Like many artists, David Bowie was suffering from fear of flying, so the only way to cross the Atlantic for his overseas concerts was by sea.
David Bowie on QE2 – Getty Images, Photo Credit Theo Wargo
The first time Bowie toured the US in 1972, he crossed the Atlantic on the Queen Elizabeth 2, departing Southampton on September 10, 1972 and arriving in New York on September 17. He returned via sea again on the Royal Hellenic Mail Ship Ellinis on December 10. He later sailed on other famous liners such as the SS Canberra, SS France or SS Oronsay.
On one occasion he turned up for dinner in his colourful Ziggy Stardust costume. It must have been quite a sight for his fellow diners.
David Bowie in Ziggy Stardust costume on QE2 1972, Photo Credit Mick Rock
He travelled with George Underwood and his wife who recalls that Bowie wouldn’t come out of his cabin after that. He said, “They were all looking at me.” I said, “What do you expect?”

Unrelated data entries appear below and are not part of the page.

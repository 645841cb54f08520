use fmdash_domain::{ConfigurationDocument, Item, Section};
use serde_json::json;

fn sample() -> ConfigurationDocument {
    ConfigurationDocument::new(vec![
        Section::new(
            "amc",
            vec![
                Item::visible("statusOverview"),
                Item::hidden("typeDistribution"),
                Item::visible("expiryAnalysis"),
            ],
        ),
        Section::new("tickets", vec![Item::visible("categoryWiseTickets")]),
    ])
}

#[test]
fn items_use_camel_case_visibility_flag() {
    let value = serde_json::to_value(Item::visible("statusOverview")).unwrap();
    assert_eq!(value, json!({ "name": "statusOverview", "isVisible": true }));

    let item: Item = serde_json::from_value(json!({ "name": "a", "isVisible": false })).unwrap();
    assert_eq!(item, Item::hidden("a"));
}

#[test]
fn unknown_fields_are_ignored() {
    let doc: ConfigurationDocument = serde_json::from_value(json!({
        "version": 3,
        "sections": [{ "name": "x", "label": "X", "items": [] }]
    }))
    .unwrap();
    assert_eq!(doc.section_names().collect::<Vec<_>>(), ["x"]);
}

#[test]
fn lookups_are_case_sensitive() {
    let doc = sample();
    assert!(doc.section("amc").is_some());
    assert!(doc.section("AMC").is_none());
    assert!(doc.section("amc").and_then(|s| s.item("statusoverview")).is_none());
}

#[test]
fn lookups_return_first_match_on_duplicates() {
    let mut doc = sample();
    doc.sections.push(Section::new("amc", vec![Item::hidden("statusOverview")]));

    let section = doc.section("amc").unwrap();
    assert_eq!(section.items.len(), 3);
    assert!(section.item("statusOverview").unwrap().is_visible);
}

#[test]
fn visible_items_keep_order() {
    let doc = sample();
    let names: Vec<_> =
        doc.section("amc").unwrap().visible_items().map(|item| item.name.as_str()).collect();
    assert_eq!(names, ["statusOverview", "expiryAnalysis"]);
    assert_eq!(doc.item_count(), 4);
}
//! Visibility queries over a configuration document.
//!
//! Unknown sections and items are not errors: documents routinely lag behind newly shipped
//! cards, so a miss simply means "not visible". Under duplicate names the first match wins.

use fmdash_domain::{ConfigurationDocument, Item, Section};

/// Visibility flag of `item` in `section`, `false` when either is missing.
#[must_use]
pub fn is_item_visible(document: &ConfigurationDocument, section: &str, item: &str) -> bool {
    document
        .section(section)
        .and_then(|section| section.item(item))
        .is_some_and(|item| item.is_visible)
}

/// Visible items of `section` in their original order; empty for an unknown section.
#[must_use]
pub fn get_visible_items_for_section<'a>(
    document: &'a ConfigurationDocument,
    section: &str,
) -> Vec<&'a Item> {
    document.section(section).map(|section| section.visible_items().collect()).unwrap_or_default()
}

#[must_use]
pub fn section_has_any_visible_item(document: &ConfigurationDocument, section: &str) -> bool {
    document.section(section).is_some_and(|section| section.visible_items().next().is_some())
}

/// Names of the visible items of `section`, for mounting cards by key.
#[must_use]
pub fn visible_item_names<'a>(document: &'a ConfigurationDocument, section: &str) -> Vec<&'a str> {
    get_visible_items_for_section(document, section)
        .into_iter()
        .map(|item| item.name.as_str())
        .collect()
}

/// Copy of `document` extended with whatever only `defaults` knows about.
///
/// Missing sections are appended whole, missing items are appended to their section, both in
/// default order with default visibility. Nothing already in `document` changes.
#[must_use]
pub fn merge_with_defaults(
    document: &ConfigurationDocument,
    defaults: &ConfigurationDocument,
) -> ConfigurationDocument {
    let mut merged = document.clone();

    for default_section in &defaults.sections {
        match merged.section_mut(&default_section.name) {
            Some(section) => {
                let missing: Vec<Item> = default_section
                    .items
                    .iter()
                    .filter(|item| section.item(&item.name).is_none())
                    .cloned()
                    .collect();
                section.items.extend(missing);
            },
            None => merged.sections.push(default_section.clone()),
        }
    }

    merged
}

/// Replacement items for `section` with `item` switched to `visible`, ready for a section
/// update. `None` when the section or the item is unknown.
#[must_use]
pub fn with_item_visibility(
    document: &ConfigurationDocument,
    section: &str,
    item: &str,
    visible: bool,
) -> Option<Vec<Item>> {
    let Section { items, .. } = document.section(section)?;
    let index = items.iter().position(|candidate| candidate.name == item)?;

    let mut items = items.clone();
    items[index].is_visible = visible;
    Some(items)
}
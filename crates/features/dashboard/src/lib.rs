//! # Dashboard configuration
//!
//! Decides which dashboard cards render. The pieces, leaf first:
//!
//! * [`store::ConfigStore`] holds the one live [`ConfigurationDocument`].
//! * [`validator`] checks untrusted JSON before it may become a document.
//! * [`gateway::ConfigGateway`] talks to the remote configuration service and degrades to
//!   [`defaults`] instead of failing.
//! * [`resolver`] answers "is this card visible" queries.
//! * [`exchange`] converts documents to and from JSON text for backups.
//!
//! [`service::DashboardConfigService`] wires them together for applications.
//!
//! ```rust
//! use fmdash_dashboard::{defaults, resolver};
//!
//! let doc = defaults::default_document();
//! assert!(resolver::is_item_visible(doc, "tickets", "categoryWiseTickets"));
//! assert!(!resolver::is_item_visible(doc, "tickets", "unknownCard"));
//! ```

mod error;

pub mod defaults;
pub mod exchange;
pub mod gateway;
pub mod resolver;
pub mod service;
pub mod store;
pub mod validator;

pub use error::{ExchangeError, ExchangeErrorExt};
pub use fmdash_domain::{ConfigurationDocument, Item, Section};
#[cfg(feature = "http")]
pub use gateway::HttpTransport;
pub use gateway::{ApiResponse, ConfigGateway, ConfigTransport, GatewayError};
pub use service::DashboardConfigService;
pub use store::ConfigStore;
use crate::defaults;
use fmdash_domain::ConfigurationDocument;
use parking_lot::RwLock;
use std::sync::Arc;
use std::sync::atomic::{AtomicBool, Ordering};
use tokio::sync::watch;
use tracing::trace;

/// Holder of the live dashboard configuration.
///
/// Handles are cheap to clone and share one document. Readers get immutable snapshots, so a
/// [`replace`](Self::replace) never changes a document someone is already looking at.
#[derive(Clone)]
pub struct ConfigStore {
    inner: Arc<StoreInner>,
}

struct StoreInner {
    document: RwLock<Arc<ConfigurationDocument>>,
    loaded: AtomicBool,
    revision: watch::Sender<u64>,
}

impl ConfigStore {
    /// Starts out holding the built-in defaults, not yet marked as loaded.
    #[must_use]
    pub fn new() -> Self {
        Self::from_parts(defaults::default_configuration(), false)
    }

    /// Starts out holding `document`, marked as loaded.
    #[must_use]
    pub fn with_document(document: ConfigurationDocument) -> Self {
        Self::from_parts(document, true)
    }

    fn from_parts(document: ConfigurationDocument, loaded: bool) -> Self {
        let (revision, _) = watch::channel(0);
        Self {
            inner: Arc::new(StoreInner {
                document: RwLock::new(Arc::new(document)),
                loaded: AtomicBool::new(loaded),
                revision,
            }),
        }
    }

    /// Snapshot of the current document.
    #[must_use]
    pub fn get(&self) -> Arc<ConfigurationDocument> {
        Arc::clone(&self.inner.document.read())
    }

    /// Swaps in `document` and notifies subscribers.
    pub fn replace(&self, document: ConfigurationDocument) {
        let document = Arc::new(document);
        {
            let mut slot = self.inner.document.write();
            *slot = document;
            // Bumped under the write lock so revisions follow swap order.
            self.inner.revision.send_modify(|revision| *revision += 1);
        }
        self.inner.loaded.store(true, Ordering::Release);
        trace!(revision = self.revision(), "Dashboard configuration replaced");
    }

    /// Number of replacements so far.
    #[must_use]
    pub fn revision(&self) -> u64 {
        *self.inner.revision.borrow()
    }

    /// Latest-value notifications carrying the revision after each replacement.
    #[must_use]
    pub fn subscribe(&self) -> watch::Receiver<u64> {
        self.inner.revision.subscribe()
    }

    /// `false` until the first [`replace`](Self::replace) unless created
    /// [`with_document`](Self::with_document).
    #[must_use]
    pub fn is_loaded(&self) -> bool {
        self.inner.loaded.load(Ordering::Acquire)
    }
}

impl Default for ConfigStore {
    fn default() -> Self {
        Self::new()
    }
}

impl std::fmt::Debug for ConfigStore {
    fn fmt(&self, f: &mut std::fmt::Formatter<'_>) -> std::fmt::Result {
        f.debug_struct("ConfigStore")
            .field("revision", &self.revision())
            .field("loaded", &self.is_loaded())
            .field("sections", &self.get().sections.len())
            .finish()
    }
}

In 2002 he opted again for the QE2 for his North America tour. He disembarked at Pier 62 in New York on July 26, 2002.
Getty Images has some great shots of David Bowie on the QE2 which you can view here.
Recognize some familiar faces from the QE2?
David Bowie on QE2 Bridge
David Bowie was one of the prominent GQ Men of the Year. In the inteview originally published in the QG Magazine in 2002 he talks about his QE2 experience.
Quote from QG Magazine 2002 Interview:
What’s the best thing about travelling on the QE2?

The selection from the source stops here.